Как рассказывал Троцкий Истмену, он родился в глиняном доме из пяти тесных и темных комнат, с низкими потолками, под соломенной крышей. Во время дождей крыша протекала [46] . Позже, однако, был построен значительно более презентабельный большой двухэтажный каменный дом с железной крышей, который также оказался уникальным. Он был первой в селе постройкой, превышавшей один этаж, и представлялся односельчанам чуть ли не дворцом. После Гражданской войны в этом доме почти два десятилетия размещалась начальная школа, а когда для нее было наконец построено специальное здание, дом был продан двум местным колхозникам, которые разобрали его на кирпичи. Память же о давнишних хозяевах сохранилась хотя бы в том, что местные крестьяне шутили над предприимчивыми односельчанами: «Вернутся Троцкие, они вам покажут» [47] .
Троцкий несколько преувеличивал в воспоминаниях скудость «материального обеспечения» своего раннего детства, и это было неудивительно. В то время, когда писались его мемуары (1928 – 1929), любое упоминание о материальном достатке играло на руку его политическим противникам и личным врагам, и поэтому Троцкий тщательно обходил вопрос о зажиточности своих родителей.

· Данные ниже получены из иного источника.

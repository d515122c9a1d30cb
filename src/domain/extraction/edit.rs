//! Manual structured edits of a pending result.
//!
//! While a preview is being refined the user may send
//!
//! ```text
//! task: 2
//! field: priority
//! value: high
//! ```
//!
//! (or the Russian `задача` / `поле` / `значение`). Such a message is applied
//! locally without a model round trip. Field names form a closed set and an
//! unknown name is an error, not a silent no-op.

use std::fmt;
use std::str::FromStr;

use thiserror::Error;

use super::keywords::{Direction, Priority};
use super::result::ExtractionResult;

/// Errors for structured edits.
#[derive(Debug, Clone, PartialEq, Eq, Error)]
pub enum EditError {
    #[error("unknown field '{0}'; editable fields: title, body, created_at, project, priority, deadline, direction, labels")]
    UnknownField(String),

    #[error("task number '{0}' is not a positive integer")]
    InvalidIndex(String),

    #[error("task #{index} does not exist (there are {count})")]
    IndexOutOfRange { index: usize, count: usize },

    #[error("invalid value '{value}' for {field}")]
    InvalidValue { field: EditableField, value: String },
}

/// Fields of a new task that can be edited by hand.
#[derive(Debug, Clone, Copy, PartialEq, Eq)]
pub enum EditableField {
    Title,
    Body,
    CreatedAt,
    Project,
    Priority,
    Deadline,
    Direction,
    Labels,
}

impl EditableField {
    pub fn as_str(&self) -> &'static str {
        match self {
            EditableField::Title => "title",
            EditableField::Body => "body",
            EditableField::CreatedAt => "created_at",
            EditableField::Project => "project",
            EditableField::Priority => "priority",
            EditableField::Deadline => "deadline",
            EditableField::Direction => "direction",
            EditableField::Labels => "labels",
        }
    }
}

impl fmt::Display for EditableField {
    fn fmt(&self, f: &mut fmt::Formatter<'_>) -> fmt::Result {
        f.write_str(self.as_str())
    }
}

impl FromStr for EditableField {
    type Err = EditError;

    fn from_str(s: &str) -> Result<Self, Self::Err> {
        match s.trim().to_lowercase().as_str() {
            "title" => Ok(EditableField::Title),
            "body" => Ok(EditableField::Body),
            "created_at" => Ok(EditableField::CreatedAt),
            "project" => Ok(EditableField::Project),
            "priority" => Ok(EditableField::Priority),
            "deadline" => Ok(EditableField::Deadline),
            "direction" => Ok(EditableField::Direction),
            "labels" => Ok(EditableField::Labels),
            other => Err(EditError::UnknownField(other.to_string())),
        }
    }
}

/// A typed field value. `None` clears an optional field.
#[derive(Debug, Clone, PartialEq, Eq)]
pub enum FieldEdit {
    Title(String),
    Body(Option<String>),
    CreatedAt(Option<String>),
    Project(Option<String>),
    Priority(Option<Priority>),
    Deadline(Option<String>),
    Direction(Option<Direction>),
    Labels(Vec<String>),
}

impl FieldEdit {
    /// Parses `value` for `field`. An empty value clears optional fields.
    pub fn parse(field: EditableField, value: &str) -> Result<Self, EditError> {
        let value = value.trim();
        let text = (!value.is_empty()).then(|| value.to_string());
        let invalid = || EditError::InvalidValue {
            field,
            value: value.to_string(),
        };
        Ok(match field {
            EditableField::Title => FieldEdit::Title(text.ok_or_else(invalid)?),
            EditableField::Body => FieldEdit::Body(text),
            EditableField::CreatedAt => FieldEdit::CreatedAt(text),
            EditableField::Project => FieldEdit::Project(text),
            EditableField::Deadline => FieldEdit::Deadline(text),
            EditableField::Priority => match text {
                None => FieldEdit::Priority(None),
                Some(raw) => FieldEdit::Priority(Some(Priority::parse(&raw).ok_or_else(invalid)?)),
            },
            EditableField::Direction => match text {
                None => FieldEdit::Direction(None),
                Some(raw) => {
                    FieldEdit::Direction(Some(Direction::parse(&raw).ok_or_else(invalid)?))
                }
            },
            EditableField::Labels => FieldEdit::Labels(
                value
                    .split(',')
                    .map(str::trim)
                    .filter(|l| !l.is_empty())
                    .map(String::from)
                    .collect(),
            ),
        })
    }
}

/// One edit addressed to a 1-based new-task number.
#[derive(Debug, Clone, PartialEq, Eq)]
pub struct TaskFieldEdit {
    pub task_number: usize,
    pub edit: FieldEdit,
}

fn line_value<'a>(text: &'a str, keys: &[&str]) -> Option<&'a str> {
    text.lines().find_map(|line| {
        let (key, value) = line.split_once(':')?;
        let key = key.trim().to_lowercase();
        keys.contains(&key.as_str()).then_some(value.trim())
    })
}

impl TaskFieldEdit {
    /// Recognizes the structured form.
    ///
    /// Returns `Ok(None)` unless both a task line and a field line are
    /// present (anything else is a free-form correction), and an error when
    /// the form is present but wrong.
    pub fn parse(text: &str) -> Result<Option<Self>, EditError> {
        let (Some(raw_index), Some(field)) = (
            line_value(text, &["task", "задача"]),
            line_value(text, &["field", "поле"]),
        ) else {
            return Ok(None);
        };
        let value = line_value(text, &["value", "значение"]).unwrap_or("");

        let task_number = raw_index
            .parse::<usize>()
            .ok()
            .filter(|n| *n >= 1)
            .ok_or_else(|| EditError::InvalidIndex(raw_index.to_string()))?;
        let field: EditableField = field.parse()?;
        let edit = FieldEdit::parse(field, value)?;
        Ok(Some(Self { task_number, edit }))
    }

    /// Applies the edit to the addressed new task.
    pub fn apply(&self, result: &mut ExtractionResult) -> Result<(), EditError> {
        let count = result.tasks_new.len();
        let task = self
            .task_number
            .checked_sub(1)
            .and_then(|i| result.tasks_new.get_mut(i))
            .ok_or(EditError::IndexOutOfRange {
                index: self.task_number,
                count,
            })?;
        match self.edit.clone() {
            FieldEdit::Title(title) => task.title = title,
            FieldEdit::Body(body) => task.body = body,
            FieldEdit::CreatedAt(at) => task.created_at = at,
            FieldEdit::Project(project) => task.project = project,
            FieldEdit::Priority(priority) => task.priority = priority,
            FieldEdit::Deadline(deadline) => task.deadline = deadline,
            FieldEdit::Direction(direction) => task.direction = direction,
            FieldEdit::Labels(labels) => task.labels = labels,
        }
        Ok(())
    }
}
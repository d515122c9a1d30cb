//! Transcriber Port - speech to text.

use std::path::Path;

use async_trait::async_trait;

#[async_trait]
pub trait Transcriber: Send + Sync {
    /// Transcribes a local audio file.
    async fn transcribe(&self, audio: &Path) -> Result<String, TranscriptionError>;
}

#[derive(Debug, thiserror::Error)]
pub enum TranscriptionError {
    #[error("audio file not found: {0}")]
    MissingFile(String),

    #[error("transcriber failed: {0}")]
    Failed(String),

    #[error("transcriber is not configured")]
    NotConfigured,
}
//! Task Store Port - the remote task manager holding the real tasks.

use async_trait::async_trait;
use serde::{Deserialize, Serialize};

use crate::domain::extraction::TaskQuery;
use crate::domain::foundation::TaskId;
use crate::domain::resolver::TaskRecord;

#[async_trait]
pub trait TaskStore: Send + Sync {
    async fn list_projects(&self) -> Result<Vec<ProjectRecord>, StoreError>;

    /// Active tasks, optionally narrowed server-side.
    async fn get_tasks(&self, query: &TaskQuery) -> Result<Vec<TaskRecord>, StoreError>;

    async fn create_task(&self, request: &CreateTaskRequest) -> Result<TaskRecord, StoreError>;

    async fn update_task(
        &self,
        id: &TaskId,
        request: &UpdateTaskRequest,
    ) -> Result<TaskRecord, StoreError>;

    async fn move_task(&self, id: &TaskId, project_id: &str) -> Result<TaskRecord, StoreError>;

    async fn close_task(&self, id: &TaskId) -> Result<(), StoreError>;

    async fn reopen_task(&self, id: &TaskId) -> Result<(), StoreError>;

    async fn create_reminder(&self, task_id: &TaskId, due: &ReminderDue) -> Result<(), StoreError>;
}

/// New task payload.
#[derive(Debug, Clone, Default, PartialEq, Eq, Serialize)]
pub struct CreateTaskRequest {
    pub content: String,
    #[serde(skip_serializing_if = "Option::is_none")]
    pub description: Option<String>,
    #[serde(skip_serializing_if = "Option::is_none")]
    pub project_id: Option<String>,
    #[serde(skip_serializing_if = "Vec::is_empty")]
    pub labels: Vec<String>,
    /// 1 (lowest) to 4 (highest).
    #[serde(skip_serializing_if = "Option::is_none")]
    pub priority: Option<u8>,
    /// RFC 3339 with explicit offset.
    #[serde(skip_serializing_if = "Option::is_none")]
    pub due_datetime: Option<String>,
}

impl CreateTaskRequest {
    pub fn new(content: impl Into<String>) -> Self {
        Self {
            content: content.into(),
            ..Default::default()
        }
    }
}

/// Partial update; only set fields are sent.
#[derive(Debug, Clone, Default, PartialEq, Eq, Serialize)]
pub struct UpdateTaskRequest {
    #[serde(skip_serializing_if = "Option::is_none")]
    pub content: Option<String>,
    #[serde(skip_serializing_if = "Option::is_none")]
    pub description: Option<String>,
    #[serde(skip_serializing_if = "Option::is_none")]
    pub labels: Option<Vec<String>>,
    #[serde(skip_serializing_if = "Option::is_none")]
    pub priority: Option<u8>,
    #[serde(skip_serializing_if = "Option::is_none")]
    pub due_datetime: Option<String>,
}

impl UpdateTaskRequest {
    pub fn is_empty(&self) -> bool {
        self == &Self::default()
    }
}

#[derive(Debug, Clone, PartialEq, Eq, Serialize, Deserialize)]
pub struct ReminderDue {
    pub datetime: String,
}

#[derive(Debug, Clone, PartialEq, Eq, Serialize, Deserialize)]
pub struct ProjectRecord {
    pub id: String,
    pub name: String,
}

/// Store errors.
#[derive(Debug, thiserror::Error)]
pub enum StoreError {
    /// Non-2xx response.
    #[error("store returned {status}: {body}")]
    Http { status: u16, body: String },

    #[error("network error: {0}")]
    Network(String),

    #[error("parse error: {0}")]
    Parse(String),

    #[error("task store is not configured")]
    NotConfigured,
}

impl StoreError {
    pub fn http(status: u16, body: impl Into<String>) -> Self {
        Self::Http {
            status,
            body: body.into(),
        }
    }

    pub fn network(message: impl Into<String>) -> Self {
        Self::Network(message.into())
    }

    pub fn parse(message: impl Into<String>) -> Self {
        Self::Parse(message.into())
    }
}
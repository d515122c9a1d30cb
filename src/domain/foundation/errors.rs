//! Error types for the domain layer.

use thiserror::Error;

/// Errors raised while constructing or mutating domain values.
#[derive(Debug, Clone, PartialEq, Eq, Error)]
pub enum ValidationError {
    #[error("Field '{field}' cannot be empty")]
    EmptyField { field: String },

    #[error("Field '{field}' has invalid format: {reason}")]
    InvalidFormat { field: String, reason: String },
}

impl ValidationError {
    /// Creates an empty field validation error.
    pub fn empty_field(field: impl Into<String>) -> Self {
        ValidationError::EmptyField { field: field.into() }
    }

    /// Creates an invalid format validation error.
    pub fn invalid_format(field: impl Into<String>, reason: impl Into<String>) -> Self {
        ValidationError::InvalidFormat {
            field: field.into(),
            reason: reason.into(),
        }
    }
}
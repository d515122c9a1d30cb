//! Domain layer: pure types and algorithms, no I/O.
//!
//! # Module Organization
//!
//! - `foundation` - Shared primitives (ids, errors, state machine trait)
//! - `projects` - Project name/id directory
//! - `datetime` - Home-timezone normalization of due values
//! - `extraction` - Structured result of understanding a user message
//! - `resolver` - Tiered matching of task references against store records
//! - `session` - Per-user conversation modes and button actions

pub mod datetime;
pub mod extraction;
pub mod foundation;
pub mod projects;
pub mod resolver;
pub mod session;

К «официальному» начальному образованию Лев Бронштейн приступил в 1886 г. в громоклеевском учебном заведении – то ли школе, то ли хедере, – где, кроме элементарных религиозных знаний, его обучали русскому языку и арифметике. Первый учитель ребе Шуфер помог ему лучше овладеть навыками осмысленного чтения и письма. «Я сохраняю… о моем первом учителе благодарное воспоминание», – писал Троцкий в своих мемуарах [48] . Со своими соучениками Лева общался мало, так как они говорили в основном на языке идиш, который в семье Бронштейн почти не употреблялся, и Лев им так и не овладел. В воспоминаниях он даже несколько высокомерно именует этот язык «жаргоном», имея в виду, что он действительно был основан на одном из вариантов немецкого языка, в который проникли слова и выражения из других европейских языков. Едва научившись читать и писать, Лева стал предпринимать попытки сочинять стихи. И, только убедившись, что в этом деле он явно не сможет оказаться первым, в еще молодом возрасте оставил свои попытки.
Впрочем, тяга к письменным подвигам однажды обернулась для ребенка неприятностью. Порой он слышал, как взрослые люди, не только из низшего класса, но и его собственный отец, произносили некие особые слова и выражения, полагая, что детей нет поблизости. Смысла этих слов Лева не понимал, догадывался, что они неприличны, но тем более острым было его любопытство. Он начал эти слова записывать. «Я сознавал, что делаю не то, что надо, – рассказывал Троцкий в мемуарах, – но слова были заманчивы именно своей запретностью. Роковую записочку я решил положить в коробочку из-под спичек, а коробочку глубоко закопать в землю за амбаром. Я далеко не довел своего документа до конца, как им заинтересовалась вошедшая в столовую старшая сестра. Я схватил бумажку со стола. За сестрой вошла мать. От меня требовали, чтобы я показал. Сгорая от стыда, я бросил бумажку за спинку дивана. Сестра хотела достать, но я истерически закричал: «Сам достану». Я полез под диван и стал рвать там свою бумажку. Отчаянию моему не было предела, как и моим слезам» [49] . Так собственный опыт учил ребенка известной осторожности и даже хитрости, неизбежным во многих житейских делах, даже в отношениях со своими родными и близкими.